Java creation of a spiral

Question

Possible Duplicate:
Looping in a spiral

I'm creating a program to populate a 3 by 3 matrix. I want to result in something looking like this

5 4 3
6 1 2
7 8 9

As you have probably noticed it is a spiral. Now the algorithm I'm using is this: I have a 2-d array where the values represent the coordinates of the number. First I assign that every number coordinate in this array will have a value of 10. Then starting at 9 I decrease my x coordinate and assign the value of the coordinate to currentnum - 1 until it reaches the end or its value is not 10; Then I do the same thing except I increase the value of Y; Then decrease the value of x; Then of Y;

The reason I assign 10 to every number is so like it acts as a road for my program. Since current num will never exceed 9. If the value of a square is 10 it is like a green light. If it is not 10 meaning a value has been assigned to that square it breaks out of it.

Here is my code, please note it is written in Java

public class spiral {

    /**
     * @param args
     */
    public static void main(String[] args) {
        int spiral [] [] = new int[3][3];
        for(int i = 0; i <= 2; i++){
            for(int j = 0; j <= 2; j++){
                spiral[i][j] = 10;
            }
        }
        //0 is x value, 1 is y value
        spiral[0][0] = 9;
        int x = 1;
        int y = 1;
        int counter = 1;
        int currentnum = 9;
        int gridsquare  = 3;
        for(int i = 0; i <= 8; i++){

            if(counter == 5){
                counter = 1;
            }
            if(counter == 1){
                System.out.println(x + " " + y);
                for(int j = 0;j <= 1;j++){
                    if(spiral[x][y] == 10){
                        spiral[x][y] = currentnum;
                        currentnum--;
                        x += 1;
                    }
                    else{
                        y += 1;
                        break;
                    }
                }
            }
            if(counter == 2){
                for(int k = 0; k <= 0; k++){
                    System.out.print(x + " " + y);
                    if(spiral[x][y] == 10){
                        spiral[x][y] = currentnum;
                        currentnum--;
                        y += 1;
                    }
                    else{
                        x -= 1;
                        break;
                    }
                }
            }
            if(counter == 3){
                for(int z = 0; z <= 0; z++){
                    if(spiral[x][y] == 10){
                        spiral[x][y] = currentnum;
                        currentnum--;
                        x -= 1;
                    }
                    else{
                        y -= 1;
                        break;
                    }
                }
            }
            if(counter == 4){
                for(int b = 0; b <= 0; b++){
                    if(spiral[x][y] == 10){
                        spiral[x][y] = currentnum;
                        currentnum--;
                        y -= 1;
                    }
                    else{
                        x += 1;
                        break;
                    }
                }
            }
            counter++;
        }
        System.out.print(currentnum);
    }
}

I'm getting this error

Exception in thread "main" java.lang.ArrayIndexOutOfBoundsException: 3
    at spiral.main(spiral.java:44)

Since I'm new to Java would someone please suggest a posible fix for this. Also if you see any problems with my algorithm please do inform me.

Answer 1

You do not need to pre-fill with 10: zero works just as well.

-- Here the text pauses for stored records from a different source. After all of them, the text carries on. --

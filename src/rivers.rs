//! River carving by steepest descent.
//!
//! Each river starts on a high land tile and repeatedly steps to its strictly
//! lowest 4-neighbor until it reaches a non-collidable tile (water or an
//! earlier river) or a local minimum. Accepted paths are then stamped into the
//! grid with a fixed, width-dependent neighborhood pattern.
//!
//! Rivers are carved after segmentation, so they can cut through land regions
//! without the region lists reflecting it.

use rand::Rng;

use crate::error::ConfigError;
use crate::grid::TileGrid;
use crate::tile::{HeightBand, RiverId};
use crate::tilemap::Direction;

/// Widest supported river class
pub const MAX_RIVER_WIDTH: u8 = 4;

// Stamp patterns, as (dx, dy) offsets with y growing downwards. Each class
// contains the one below it.
const STAMP_1: &[(isize, isize)] = &[(0, 0), (1, 0), (0, 1), (1, 1)];

const STAMP_2: &[(isize, isize)] = &[
    (0, 0), (1, 0), (0, 1), (1, 1),
    (0, -1), (-1, -1), (1, -1), (-1, 0), (-1, 1),
];

// Width 2 plus two cells down-right
const STAMP_3: &[(isize, isize)] = &[
    (0, 0), (1, 0), (0, 1), (1, 1),
    (0, -1), (-1, -1), (1, -1), (-1, 0), (-1, 1),
    (2, 0), (2, 1), (0, 2), (1, 2), (2, 2),
];

// Width 3 plus a second ring reaching two cells up-left
const STAMP_4: &[(isize, isize)] = &[
    (0, 0), (1, 0), (0, 1), (1, 1),
    (0, -1), (-1, -1), (1, -1), (-1, 0), (-1, 1),
    (2, 0), (2, 1), (0, 2), (1, 2), (2, 2),
    (-2, -1), (-2, 0), (-2, 1), (-1, -2), (0, -2), (1, -2), (-1, 2), (2, -1),
];

/// Offsets converted around every traced tile for a width class.
/// Widths outside 1..=4 are clamped.
pub fn stamp_offsets(width: u8) -> &'static [(isize, isize)] {
    match width.clamp(1, MAX_RIVER_WIDTH) {
        1 => STAMP_1,
        2 => STAMP_2,
        3 => STAMP_3,
        _ => STAMP_4,
    }
}

/// How river sources are picked.
#[derive(Clone, Copy, Debug, PartialEq, Eq, Default, serde::Serialize, serde::Deserialize)]
pub enum SourcePolicy {
    /// Uniformly random tiles, kept if they qualify
    #[default]
    Random,
    /// Qualifying tiles from highest to lowest
    Highest,
}

/// Parameters for river carving
#[derive(Clone, Debug, PartialEq, serde::Serialize, serde::Deserialize)]
#[serde(default)]
pub struct RiverParams {
    /// Rivers to carve
    pub count: usize,
    /// Smallest width class (1-4)
    pub min_width: u8,
    /// Largest width class (1-4)
    pub max_width: u8,
    /// Hard bound on descent steps per river
    pub max_steps: usize,
    /// Minimum normalized height for a source tile
    pub min_source_height: f32,
    /// Source picks before giving up
    pub max_attempts: usize,
    /// Shortest accepted path, in tiles
    pub min_length: usize,
    /// Most path tiles allowed to border an existing river
    pub max_intersections: usize,
    pub source: SourcePolicy,
}

impl Default for RiverParams {
    fn default() -> Self {
        Self {
            count: 40,
            min_width: 1,
            max_width: 4,
            max_steps: 10_000,
            min_source_height: 0.6,
            max_attempts: 1000,
            min_length: 8,
            max_intersections: 2,
            source: SourcePolicy::Random,
        }
    }
}

impl RiverParams {
    pub fn validate(&self) -> Result<(), ConfigError> {
        if self.min_width < 1 || self.max_width > MAX_RIVER_WIDTH || self.min_width > self.max_width {
            return Err(ConfigError::InvalidRiverWidth {
                min: self.min_width,
                max: self.max_width,
            });
        }
        if self.max_steps == 0 {
            return Err(ConfigError::ZeroStepBound);
        }
        Ok(())
    }
}

/// Why a trace stopped
#[derive(Clone, Copy, Debug, PartialEq, Eq, serde::Serialize, serde::Deserialize)]
pub enum Termination {
    /// Last tile is water or an existing river
    ReachedWater,
    /// No neighbor is strictly lower
    LocalMinimum,
    /// Step bound hit
    StepLimit,
}

/// A carved river
#[derive(Clone, Debug, PartialEq, serde::Serialize, serde::Deserialize)]
pub struct River {
    pub id: RiverId,
    /// Source first; consecutive entries are 4-neighbors
    pub path: Vec<(usize, usize)>,
    pub width: u8,
    pub termination: Termination,
}

impl River {
    pub fn source(&self) -> Option<(usize, usize)> {
        self.path.first().copied()
    }

    pub fn mouth(&self) -> Option<(usize, usize)> {
        self.path.last().copied()
    }
}

/// Outcome counts for a carving pass
#[derive(Clone, Copy, Debug, Default, PartialEq, Eq, serde::Serialize, serde::Deserialize)]
pub struct RiverReport {
    pub accepted: usize,
    pub rejected: usize,
    pub attempts: usize,
}

/// A traced but not yet carved path
#[derive(Clone, Debug, PartialEq)]
pub struct Trace {
    pub path: Vec<(usize, usize)>,
    pub termination: Termination,
}

/// The strictly lowest neighbor of `(x, y)`.
///
/// Ties go to the first neighbor in `Direction::ALL` order
/// (Left, Right, Top, Bottom). Returns `None` at a local minimum.
pub fn lowest_neighbor(grid: &TileGrid, x: usize, y: usize) -> Option<(Direction, (usize, usize))> {
    let mut lowest = grid.get(x, y).height_value;
    let mut best = None;

    for dir in Direction::ALL {
        let pos = grid.neighbor_pos(x, y, dir);
        let h = grid.get(pos.0, pos.1).height_value;
        if h < lowest {
            lowest = h;
            best = Some((dir, pos));
        }
    }

    best
}

/// Follow the steepest descent from `source` without modifying the grid.
pub fn trace_river(grid: &TileGrid, source: (usize, usize), max_steps: usize) -> Trace {
    let mut path = vec![source];
    let (mut x, mut y) = source;

    loop {
        if !grid.get(x, y).collidable {
            return Trace { path, termination: Termination::ReachedWater };
        }
        if path.len() > max_steps {
            return Trace { path, termination: Termination::StepLimit };
        }
        match lowest_neighbor(grid, x, y) {
            Some((_, (nx, ny))) => {
                path.push((nx, ny));
                x = nx;
                y = ny;
            }
            None => {
                return Trace { path, termination: Termination::LocalMinimum };
            }
        }
    }
}

/// Path tiles, the terminus excluded, that border an existing river.
fn count_intersections(grid: &TileGrid, path: &[(usize, usize)]) -> usize {
    let body = &path[..path.len().saturating_sub(1)];
    body.iter()
        .filter(|&&(x, y)| {
            grid.neighbors(x, y)
                .iter()
                .any(|&(nx, ny)| grid.get(nx, ny).is_river())
        })
        .count()
}

/// Stamp `river` into the grid. Open-water tiles keep their band; every
/// other covered tile becomes river.
pub fn carve_river(grid: &mut TileGrid, river: &River) {
    let offsets = stamp_offsets(river.width);
    for &(x, y) in &river.path {
        for &(dx, dy) in offsets {
            let (nx, ny) = grid.wrap_offset(x, y, dx, dy);
            let tile = grid.get_mut(nx, ny);
            if matches!(tile.height_band, HeightBand::DeepWater | HeightBand::ShallowWater) {
                continue;
            }
            tile.make_river(river.id, river.width);
        }
    }
}

fn is_source_candidate(grid: &TileGrid, x: usize, y: usize, params: &RiverParams) -> bool {
    let tile = grid.get(x, y);
    tile.collidable && tile.rivers.is_empty() && tile.height_value >= params.min_source_height
}

/// Carve up to `params.count` rivers.
///
/// Each attempt picks a source, traces it, and either rejects the path (too
/// short, or crossing too many existing rivers) or carves it before the next
/// attempt, so later rivers can flow into earlier ones.
pub fn carve_rivers<R: Rng>(
    grid: &mut TileGrid,
    params: &RiverParams,
    rng: &mut R,
) -> (Vec<River>, RiverReport) {
    let mut rivers = Vec::new();
    let mut report = RiverReport::default();
    if params.count == 0 || grid.is_empty() {
        return (rivers, report);
    }

    // Highest-first candidates, ties broken by row-major position
    let mut ranked: Vec<(usize, usize)> = Vec::new();
    if params.source == SourcePolicy::Highest {
        let view: &TileGrid = grid;
        ranked = view
            .iter()
            .filter(|t| is_source_candidate(view, t.x, t.y, params))
            .map(|t| (t.x, t.y))
            .collect();
        ranked.sort_by(|a, b| {
            let ha = view.get(a.0, a.1).height_value;
            let hb = view.get(b.0, b.1).height_value;
            hb.total_cmp(&ha).then((a.1, a.0).cmp(&(b.1, b.0)))
        });
    }
    let mut ranked = ranked.into_iter();

    while rivers.len() < params.count && report.attempts < params.max_attempts {
        let (x, y) = match params.source {
            SourcePolicy::Random => (
                rng.gen_range(0..grid.width()),
                rng.gen_range(0..grid.height()),
            ),
            SourcePolicy::Highest => match ranked.next() {
                Some(pos) => pos,
                None => break,
            },
        };
        report.attempts += 1;

        if !is_source_candidate(grid, x, y, params) {
            continue;
        }

        let trace = trace_river(grid, (x, y), params.max_steps);
        let intersections = count_intersections(grid, &trace.path);
        if trace.path.len() < params.min_length || intersections > params.max_intersections {
            report.rejected += 1;
            continue;
        }

        let river = River {
            id: RiverId(rivers.len() as u32),
            path: trace.path,
            width: rng.gen_range(params.min_width..=params.max_width),
            termination: trace.termination,
        };
        log::debug!(
            "River {} from {:?} to {:?}: {} tiles, width {}, {:?}",
            river.id.0,
            river.source(),
            river.mouth(),
            river.path.len(),
            river.width,
            river.termination
        );

        carve_river(grid, &river);
        rivers.push(river);
    }

    report.accepted = rivers.len();
    if rivers.len() < params.count {
        log::warn!(
            "Only carved {} of {} rivers after {} attempts",
            rivers.len(),
            params.count,
            report.attempts
        );
    }

    (rivers, report)
}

I think the best approach to solving the spiral is to think of how you do it manually: start in a corner, and go horizontally until you hit non-zero or an edge of the array. Then you turn right. Stop when the current number goes past N*N.

Now let's look at what each part of the algorithm means:

• Starting in the corner means setting x=0 and y=0.
• Going in a straight line means x=x+dx, y=y+dy, where either dx or dy is zero, and dy or dx is 1 or -1.
• Turning right means assigning dx to dy and -dy to dx.

Here is how it looks in the code:

int current = 1;
// Start in the corner
int x = 0, y = 0, dx = 1, dy = 0;
while (current <= N*N) {
    // Go in a straight line
    spiral[x][y] = current++;
    int nx = x + dx, ny = y + dy;
    // When you hit the edge...
    if (nx < 0 || nx == N || ny < 0 || ny == N || spiral[nx][ny] != 0) {
        // ...turn right
        int t = dy;
        dy = dx;
        dx = -t;
    }
    x += dx;
    y += dy;
}

Answer 2

You've incremented x or y to 3 which is past the end of one of your arrays.

Step through your program with the debugger or add System.out.println statements before each if (counter) to find out where you're doing this.